Yesterday brought the confirmation that Stuart O’Keefe had left Crystal Palace FC on a permanent basis, joining Russell Slade at Cardiff City, in a move which should secure him regular first-team football once again. Although unlikely to have ever made it into the Eagles’ Premier League starting eleven on a regular basis, his tenacity in the centre of midfield will certainly be missed.
Never the most technically dazzling of players, Stuart earned respect through hard graft and a high work-rate. Brought to the club by Dougie Freedman, who had seen potential in his game when the two were together at Southend United, O’Keefe arrived at Palace as a fresh-faced and enthusiastic 19-year-old; given the chance to make his mark on a club who were undergoing a rebuilding process following the devastating impact of 2010’s administration blighted campaign.
Far from an instant hit, O’Keefe’s game took a while to mature, with his no-nonsense style of midfield play proving to be well suited to the cut and thrust of the Championship, particularly in the early stages of his time at the club. Always a favourite of Freedman’s, Stuart waited patiently for the odd opportunity to arise, never moaning, but always providing dependable performances in the middle of the park when called upon. The epitome of the steady if not spectacular utility man.
Following Freedman’s shock departure, O’Keefe found another manager who took a shine to him in Ian Holloway. No doubt impressed with his application and willingness to learn, Ollie used the midfielder as and when the time was right, with his happiness to do the simple things right rather than reach for the spectacular serving him well in our promotion campaign on 2013.
Perhaps Stuart’s best moment in a Palace shirt came in that year’s play-off final, when, brought into the game as a 17th minute replacement for the injured Kagisho Dikgacoi, the youngster had the game of his life. Attacking the play like a new-born puppy allowed off the lead for the first time, he was all over the pitch, hurrying Watford players into mistakes and chasing down every lost cause.

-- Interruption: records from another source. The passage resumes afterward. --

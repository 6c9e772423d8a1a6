//! Integration tests for the wordgrid solver.
//!
//! These tests verify the complete pipeline from lexicon decoding through
//! board population to solving, using on-disk dictionary files and the
//! same binary format the offline compiler emits.

use std::collections::HashSet;
use std::fs;

use wordgrid::board::GridBoard;
use wordgrid::errors::{BoardError, LexiconError};
use wordgrid::lexicon::LexiconGraph;
use wordgrid::solver::{self, DEFAULT_MAX_WORD_LEN};

mod common;

/// Write an encoded lexicon next to the temp dir and load it back.
fn load_lexicon(dir: &tempfile::TempDir, words: &[&str]) -> LexiconGraph {
    let path = dir.path().join("lexicon.dat");
    fs::write(&path, common::encode_lexicon(words)).expect("failed to write lexicon fixture");
    LexiconGraph::load_from_path(&path).expect("fixture lexicon must load")
}

/// Helper to run one solve over a populated board.
fn solve(graph: &LexiconGraph, rows: usize, cols: usize, letters: &str) -> Vec<String> {
    let mut board = GridBoard::new(rows, cols);
    board.set_letters(letters).unwrap();
    solver::solve_board(graph, &mut board, DEFAULT_MAX_WORD_LEN)
        .unwrap()
        .into_iter()
        .collect()
}

mod loading {
    use super::*;

    #[test]
    fn test_missing_file_is_io_error() {
        let dir = tempfile::tempdir().unwrap();
        let err = LexiconGraph::load_from_path(dir.path().join("missing.dat")).unwrap_err();

        assert!(matches!(err, LexiconError::Io(_)));
        assert_eq!(err.code(), "D001");
        // the loader names the path it could not read
        assert!(err.to_string().contains("missing.dat"));
    }

    #[test]
    fn test_truncated_file_is_format_error() {
        let dir = tempfile::tempdir().unwrap();
        let path = dir.path().join("cut.dat");
        let mut bytes = common::encode_lexicon(&["CAT", "DOG"]);
        bytes.truncate(bytes.len() / 2);
        fs::write(&path, bytes).unwrap();

        let err = LexiconGraph::load_from_path(&path).unwrap_err();
        assert!(matches!(err, LexiconError::TruncatedNodeTable { .. }));
    }

    #[test]
    fn test_encoded_lexicon_round_trips_through_disk() {
        let dir = tempfile::tempdir().unwrap();
        let graph = load_lexicon(&dir, &["DOG"]);

        // sentinel + 26 roots + O + G
        assert_eq!(graph.node_count(), 29);
        let d = LexiconGraph::root_index_for('D');
        let o = graph.find_child_with_letter(d, 'O').unwrap();
        let g = graph.find_child_with_letter(o, 'G').unwrap();
        assert!(graph.is_end_of_word(g));
    }
}

mod solving {
    use super::*;

    #[test]
    fn test_full_pipeline_finds_expected_words() {
        let dir = tempfile::tempdir().unwrap();
        let graph = load_lexicon(&dir, &["CAT", "CAR", "CARS", "ARC"]);

        // C A R S
        // T X X X   — every expected word is traceable, ARC is not
        let words = solve(&graph, 2, 4, "CARSTXXX");
        assert_eq!(words, ["CAR", "CAT", "CARS"]);
    }

    #[test]
    fn test_results_are_contained_in_the_lexicon() {
        let lexicon: Vec<&str> = vec!["ART", "RAT", "TAR", "ARTS", "RATS", "STAR", "TARS"];
        let dir = tempfile::tempdir().unwrap();
        let graph = load_lexicon(&dir, &lexicon);

        // A R
        // T S   — a 2x2 board where every cell neighbors every other
        let words = solve(&graph, 2, 2, "ARTS");

        let members: HashSet<&str> = lexicon.iter().copied().collect();
        assert!(words.iter().all(|word| members.contains(word.as_str())));
        assert!(words.iter().all(|word| word.len() >= 3));

        // on a fully connected board, every lexicon word over A,R,T,S shows up
        assert_eq!(words, ["ART", "RAT", "TAR", "ARTS", "RATS", "STAR", "TARS"]);
    }

    #[test]
    fn test_ordering_is_length_then_lexicographic() {
        let dir = tempfile::tempdir().unwrap();
        let graph = load_lexicon(&dir, &["TAR", "ART", "RAT", "TARS", "ARTS"]);
        let words = solve(&graph, 2, 2, "ARTS");

        let mut expected = words.clone();
        expected.sort_by(|a, b| a.len().cmp(&b.len()).then_with(|| a.cmp(b)));
        assert_eq!(words, expected);
    }

    #[test]
    fn test_resolving_reuses_the_board() {
        let dir = tempfile::tempdir().unwrap();
        let graph = load_lexicon(&dir, &["CAT", "CAR", "CARS"]);

        let mut board = GridBoard::new(2, 3);
        board.set_letters("CATARS").unwrap();

        let first: Vec<String> = solver::solve_board(&graph, &mut board, DEFAULT_MAX_WORD_LEN)
            .unwrap()
            .into_iter()
            .collect();
        assert!(!first.is_empty());
        assert!(board.all_free(), "solve must release every cell");

        // a stuck visited flag would shrink or empty this second pass
        let second: Vec<String> = solver::solve_board(&graph, &mut board, DEFAULT_MAX_WORD_LEN)
            .unwrap()
            .into_iter()
            .collect();
        assert_eq!(first, second);
    }

    #[test]
    fn test_oversized_board_input_is_recoverable() {
        let dir = tempfile::tempdir().unwrap();
        let graph = load_lexicon(&dir, &["CAT"]);

        let mut board = GridBoard::new(4, 4);
        let err = board.set_letters(&"A".repeat(17)).unwrap_err();
        assert!(matches!(err, BoardError::InputTooLong { len: 17, capacity: 16 }));

        // the session recovers: the same board and graph accept the next input
        board.set_letters("CATXXXXXXXXXXXXX").unwrap();
        let words = solver::solve_board(&graph, &mut board, DEFAULT_MAX_WORD_LEN).unwrap();
        assert!(words.contains("CAT"));
    }

    #[test]
    fn test_invalid_character_is_recoverable() {
        let dir = tempfile::tempdir().unwrap();
        let graph = load_lexicon(&dir, &["CAT"]);

        let mut board = GridBoard::new(1, 3);
        let err = board.set_letters("C4T").unwrap_err();
        assert!(matches!(err, BoardError::InvalidCharacter { ch: '4', position: 1 }));

        board.set_letters("CAT").unwrap();
        let words = solver::solve_board(&graph, &mut board, DEFAULT_MAX_WORD_LEN).unwrap();
        assert!(words.contains("CAT"));
    }

    #[test]
    fn test_one_graph_serves_many_boards() {
        let dir = tempfile::tempdir().unwrap();
        let graph = load_lexicon(&dir, &["CAT", "DOG"]);

        assert_eq!(solve(&graph, 1, 3, "CAT"), ["CAT"]);
        assert_eq!(solve(&graph, 1, 3, "DOG"), ["DOG"]);
        assert!(solve(&graph, 1, 3, "XYZ").is_empty());
    }
}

He nearly struck the decisive goal of the tie, when a hard hit low drive from the edge of the penalty area was cleared away at the final moment, causing him to curse his luck; not that he needed to worry, given Kevin Phillips’ penchant for penalty taking, but that’s another story entirely.
Soon after our promotion, O’Keefe would be hitting the headlines, when after coming off the bench in the 83rd minute for what would be his first appearance as a Premier League player, he smashed a curling effort off the crossbar and in against Sunderland to give Palace their first top flight victory in nine years.
Sadly, it was one of very few bright spots in Ian Holloway’s brief second crack at the big time, with the Bristolian leaving his post soon after, not that it would stop O’Keefe from getting playing time under the guidance of baseball-capped Welshman Tony Pulis.
Stuart would go on to make another nine appearances in the 2013/14 campaign after Holloway’s departure, never quite forcing his way into consideration for a starting role, but far from an outcast in a squad that had more than enough quality to embarrass some of their more “illustrious” opponents.
This term however, O’Keefe has seen himself drop further down the pecking order, not aided by the arrival of Scotland international James McArthur for a club record fee, he managed two appearances at the start of the league season before being loaned out to Blackpool in a bid to stay match fit.
Since then, a solitary appearance in the FA Cup against Dover Athletic would prove to be the last time the 23-year-old pulled on a Palace shirt, after what has clearly been a real period of growth for him as a player.
There is every chance that Stuart will be a success with the Bluebirds, thanks to his feverish desire for hard work. No one would claim that he was up there with the game’s best creative minds, but as a midfield engine who would never shy away from a challenge, there are few more committed personalities than him.
We wish him all the best in the future.